Dataset entries
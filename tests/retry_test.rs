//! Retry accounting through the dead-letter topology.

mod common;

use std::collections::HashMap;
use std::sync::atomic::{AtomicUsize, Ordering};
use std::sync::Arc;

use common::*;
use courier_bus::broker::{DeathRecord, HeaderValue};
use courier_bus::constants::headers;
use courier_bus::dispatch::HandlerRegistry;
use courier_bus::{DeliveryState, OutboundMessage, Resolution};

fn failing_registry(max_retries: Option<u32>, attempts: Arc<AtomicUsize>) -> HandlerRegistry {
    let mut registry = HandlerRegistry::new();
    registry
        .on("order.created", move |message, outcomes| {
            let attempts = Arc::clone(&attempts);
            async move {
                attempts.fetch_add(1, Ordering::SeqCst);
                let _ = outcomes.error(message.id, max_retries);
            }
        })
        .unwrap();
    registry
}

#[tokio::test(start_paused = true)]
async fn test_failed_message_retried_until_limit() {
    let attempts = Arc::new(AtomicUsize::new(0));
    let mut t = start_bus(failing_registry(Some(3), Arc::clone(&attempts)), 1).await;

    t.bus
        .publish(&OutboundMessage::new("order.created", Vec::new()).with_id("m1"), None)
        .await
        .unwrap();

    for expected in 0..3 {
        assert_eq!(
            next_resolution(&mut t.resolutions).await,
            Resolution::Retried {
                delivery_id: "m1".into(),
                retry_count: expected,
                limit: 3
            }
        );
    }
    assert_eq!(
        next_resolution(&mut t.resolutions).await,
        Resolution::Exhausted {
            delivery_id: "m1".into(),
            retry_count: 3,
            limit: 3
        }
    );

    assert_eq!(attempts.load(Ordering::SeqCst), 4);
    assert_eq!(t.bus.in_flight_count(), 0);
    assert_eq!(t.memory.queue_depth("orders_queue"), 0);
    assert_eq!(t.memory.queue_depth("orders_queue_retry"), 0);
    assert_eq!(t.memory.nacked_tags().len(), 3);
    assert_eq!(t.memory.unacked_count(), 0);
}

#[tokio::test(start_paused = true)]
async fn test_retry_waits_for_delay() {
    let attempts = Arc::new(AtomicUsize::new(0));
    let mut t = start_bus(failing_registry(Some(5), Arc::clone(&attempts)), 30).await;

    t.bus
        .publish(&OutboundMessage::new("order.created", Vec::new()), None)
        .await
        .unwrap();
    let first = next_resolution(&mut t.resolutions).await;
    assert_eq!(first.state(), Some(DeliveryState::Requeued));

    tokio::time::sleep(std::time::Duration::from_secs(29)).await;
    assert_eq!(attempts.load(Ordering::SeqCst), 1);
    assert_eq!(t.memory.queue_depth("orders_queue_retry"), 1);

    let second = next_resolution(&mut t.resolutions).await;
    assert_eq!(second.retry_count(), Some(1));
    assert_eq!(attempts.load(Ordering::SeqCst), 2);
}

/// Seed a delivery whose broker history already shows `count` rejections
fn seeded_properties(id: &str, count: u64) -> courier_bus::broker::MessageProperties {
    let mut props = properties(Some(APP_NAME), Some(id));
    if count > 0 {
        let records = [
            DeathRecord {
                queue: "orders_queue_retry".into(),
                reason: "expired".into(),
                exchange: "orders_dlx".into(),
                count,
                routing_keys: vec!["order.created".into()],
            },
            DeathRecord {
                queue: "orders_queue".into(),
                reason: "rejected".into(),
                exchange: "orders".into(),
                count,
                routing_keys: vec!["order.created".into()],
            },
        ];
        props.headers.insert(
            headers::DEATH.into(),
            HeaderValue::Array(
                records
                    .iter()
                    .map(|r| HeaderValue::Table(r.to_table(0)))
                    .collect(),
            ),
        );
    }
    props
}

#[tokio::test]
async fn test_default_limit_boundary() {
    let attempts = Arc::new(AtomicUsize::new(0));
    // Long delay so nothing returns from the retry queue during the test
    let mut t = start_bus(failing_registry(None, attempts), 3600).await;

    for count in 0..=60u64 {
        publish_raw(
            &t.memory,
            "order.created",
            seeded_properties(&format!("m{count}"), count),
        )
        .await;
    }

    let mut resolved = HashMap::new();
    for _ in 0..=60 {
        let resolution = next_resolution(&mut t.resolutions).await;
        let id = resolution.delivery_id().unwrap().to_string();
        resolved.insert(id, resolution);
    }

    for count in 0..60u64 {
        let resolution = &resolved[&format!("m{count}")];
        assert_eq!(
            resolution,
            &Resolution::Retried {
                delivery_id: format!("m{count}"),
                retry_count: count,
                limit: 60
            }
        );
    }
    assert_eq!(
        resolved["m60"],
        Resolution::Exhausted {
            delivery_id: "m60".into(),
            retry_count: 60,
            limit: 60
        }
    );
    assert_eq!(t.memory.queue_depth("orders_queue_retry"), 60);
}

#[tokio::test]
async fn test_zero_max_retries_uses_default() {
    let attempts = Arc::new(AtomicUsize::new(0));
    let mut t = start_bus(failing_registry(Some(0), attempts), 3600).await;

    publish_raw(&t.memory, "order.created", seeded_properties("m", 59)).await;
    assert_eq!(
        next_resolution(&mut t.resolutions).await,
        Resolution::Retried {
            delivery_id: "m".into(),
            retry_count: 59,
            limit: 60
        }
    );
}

* * *

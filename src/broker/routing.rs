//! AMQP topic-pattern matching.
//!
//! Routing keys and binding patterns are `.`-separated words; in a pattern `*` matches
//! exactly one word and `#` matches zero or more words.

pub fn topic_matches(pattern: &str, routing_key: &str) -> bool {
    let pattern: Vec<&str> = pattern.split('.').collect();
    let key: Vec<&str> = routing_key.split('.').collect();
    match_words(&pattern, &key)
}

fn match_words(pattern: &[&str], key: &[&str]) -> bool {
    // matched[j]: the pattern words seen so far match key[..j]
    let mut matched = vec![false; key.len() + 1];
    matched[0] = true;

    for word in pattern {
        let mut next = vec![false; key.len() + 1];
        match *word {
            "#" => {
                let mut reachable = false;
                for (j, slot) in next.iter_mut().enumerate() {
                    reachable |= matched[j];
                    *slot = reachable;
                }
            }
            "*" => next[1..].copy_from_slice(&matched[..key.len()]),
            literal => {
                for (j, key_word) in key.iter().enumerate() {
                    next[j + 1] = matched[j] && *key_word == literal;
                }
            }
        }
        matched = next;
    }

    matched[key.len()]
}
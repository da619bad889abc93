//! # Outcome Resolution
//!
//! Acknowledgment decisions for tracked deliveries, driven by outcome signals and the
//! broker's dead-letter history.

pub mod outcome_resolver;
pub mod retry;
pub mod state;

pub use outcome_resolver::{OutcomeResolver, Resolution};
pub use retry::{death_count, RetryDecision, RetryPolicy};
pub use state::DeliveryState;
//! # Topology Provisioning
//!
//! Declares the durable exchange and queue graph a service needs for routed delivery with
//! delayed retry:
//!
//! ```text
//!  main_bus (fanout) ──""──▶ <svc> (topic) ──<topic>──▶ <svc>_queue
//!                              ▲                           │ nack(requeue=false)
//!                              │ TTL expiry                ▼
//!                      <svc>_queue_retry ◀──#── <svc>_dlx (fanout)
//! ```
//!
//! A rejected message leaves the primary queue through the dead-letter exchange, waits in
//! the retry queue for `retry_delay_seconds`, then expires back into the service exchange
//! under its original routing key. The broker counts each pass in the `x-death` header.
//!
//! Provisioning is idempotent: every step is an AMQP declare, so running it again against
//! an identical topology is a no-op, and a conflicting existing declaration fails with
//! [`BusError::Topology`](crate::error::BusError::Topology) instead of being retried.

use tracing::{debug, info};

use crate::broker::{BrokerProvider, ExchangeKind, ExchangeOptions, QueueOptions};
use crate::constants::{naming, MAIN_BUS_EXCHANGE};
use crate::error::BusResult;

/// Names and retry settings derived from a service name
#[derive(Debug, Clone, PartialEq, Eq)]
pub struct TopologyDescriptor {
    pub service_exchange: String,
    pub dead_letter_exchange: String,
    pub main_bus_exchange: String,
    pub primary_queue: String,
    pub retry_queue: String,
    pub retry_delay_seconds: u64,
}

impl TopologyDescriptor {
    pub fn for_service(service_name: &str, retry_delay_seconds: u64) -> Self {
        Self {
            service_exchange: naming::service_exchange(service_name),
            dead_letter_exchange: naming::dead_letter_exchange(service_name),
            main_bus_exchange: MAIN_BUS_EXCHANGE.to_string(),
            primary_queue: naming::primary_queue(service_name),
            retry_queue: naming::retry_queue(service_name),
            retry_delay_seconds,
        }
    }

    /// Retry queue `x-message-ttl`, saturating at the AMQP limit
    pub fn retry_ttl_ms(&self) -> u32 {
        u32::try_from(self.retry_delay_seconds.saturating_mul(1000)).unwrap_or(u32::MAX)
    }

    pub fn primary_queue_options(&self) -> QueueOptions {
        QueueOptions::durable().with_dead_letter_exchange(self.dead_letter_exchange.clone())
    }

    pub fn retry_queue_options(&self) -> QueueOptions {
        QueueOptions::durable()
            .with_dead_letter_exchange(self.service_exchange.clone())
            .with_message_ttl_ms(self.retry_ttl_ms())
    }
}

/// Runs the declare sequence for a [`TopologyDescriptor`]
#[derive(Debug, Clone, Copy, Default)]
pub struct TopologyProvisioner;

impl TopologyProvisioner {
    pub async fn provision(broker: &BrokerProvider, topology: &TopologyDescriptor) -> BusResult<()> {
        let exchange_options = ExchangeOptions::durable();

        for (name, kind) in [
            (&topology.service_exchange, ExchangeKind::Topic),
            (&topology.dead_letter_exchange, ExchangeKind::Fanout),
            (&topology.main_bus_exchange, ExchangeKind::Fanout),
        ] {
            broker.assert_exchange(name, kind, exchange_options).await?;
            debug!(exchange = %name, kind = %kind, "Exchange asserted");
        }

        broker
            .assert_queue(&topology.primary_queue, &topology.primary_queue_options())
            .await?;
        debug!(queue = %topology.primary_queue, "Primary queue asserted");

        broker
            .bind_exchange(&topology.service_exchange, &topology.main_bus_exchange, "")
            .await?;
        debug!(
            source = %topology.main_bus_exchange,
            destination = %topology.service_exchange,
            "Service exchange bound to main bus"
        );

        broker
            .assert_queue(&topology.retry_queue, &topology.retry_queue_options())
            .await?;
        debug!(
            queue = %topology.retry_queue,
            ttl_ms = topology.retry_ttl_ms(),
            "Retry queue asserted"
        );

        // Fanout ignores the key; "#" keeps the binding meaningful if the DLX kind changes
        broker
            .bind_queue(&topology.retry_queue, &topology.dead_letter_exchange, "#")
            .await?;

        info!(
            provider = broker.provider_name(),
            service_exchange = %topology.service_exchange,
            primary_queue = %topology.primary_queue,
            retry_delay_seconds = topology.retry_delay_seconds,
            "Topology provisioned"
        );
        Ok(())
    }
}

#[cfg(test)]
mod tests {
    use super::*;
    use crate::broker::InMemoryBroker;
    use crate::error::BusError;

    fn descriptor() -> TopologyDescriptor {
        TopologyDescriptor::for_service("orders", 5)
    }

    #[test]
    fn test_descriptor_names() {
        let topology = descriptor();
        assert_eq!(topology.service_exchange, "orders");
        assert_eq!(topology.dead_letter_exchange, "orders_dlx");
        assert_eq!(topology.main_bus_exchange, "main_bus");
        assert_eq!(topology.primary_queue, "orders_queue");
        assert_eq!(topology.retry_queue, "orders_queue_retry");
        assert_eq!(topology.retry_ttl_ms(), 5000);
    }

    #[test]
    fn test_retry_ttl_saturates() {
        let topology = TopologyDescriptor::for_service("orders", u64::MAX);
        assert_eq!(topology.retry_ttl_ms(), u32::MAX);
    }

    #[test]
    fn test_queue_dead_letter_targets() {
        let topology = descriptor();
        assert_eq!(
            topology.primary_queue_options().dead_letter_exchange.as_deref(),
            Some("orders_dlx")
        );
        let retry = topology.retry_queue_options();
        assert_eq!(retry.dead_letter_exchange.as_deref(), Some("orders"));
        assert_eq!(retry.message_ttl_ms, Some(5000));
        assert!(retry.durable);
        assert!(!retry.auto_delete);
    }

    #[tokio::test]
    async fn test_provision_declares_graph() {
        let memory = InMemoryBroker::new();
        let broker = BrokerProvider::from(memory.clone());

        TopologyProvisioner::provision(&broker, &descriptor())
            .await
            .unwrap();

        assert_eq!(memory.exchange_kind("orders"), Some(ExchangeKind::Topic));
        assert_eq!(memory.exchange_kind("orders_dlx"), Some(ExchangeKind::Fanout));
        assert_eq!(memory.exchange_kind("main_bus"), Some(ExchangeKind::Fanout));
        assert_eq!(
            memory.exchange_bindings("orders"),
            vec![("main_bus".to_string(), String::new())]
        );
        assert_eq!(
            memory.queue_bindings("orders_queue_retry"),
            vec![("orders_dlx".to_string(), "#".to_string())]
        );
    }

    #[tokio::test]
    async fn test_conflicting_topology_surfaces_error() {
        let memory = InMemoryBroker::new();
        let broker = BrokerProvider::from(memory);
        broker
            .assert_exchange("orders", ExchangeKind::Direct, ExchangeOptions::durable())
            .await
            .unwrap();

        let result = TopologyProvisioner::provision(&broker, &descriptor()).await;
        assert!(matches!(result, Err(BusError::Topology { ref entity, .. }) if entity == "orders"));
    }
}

> **Required action**:
A copy of each line above that holds the word "OutboundMessage" is the expected answer.

> **Task output**:
use courier_bus::{DeliveryState, OutboundMessage, Resolution};
        .publish(&OutboundMessage::new("order.created", Vec::new()).with_id("m1"), None)
        .publish(&OutboundMessage::new("order.created", Vec::new()), None)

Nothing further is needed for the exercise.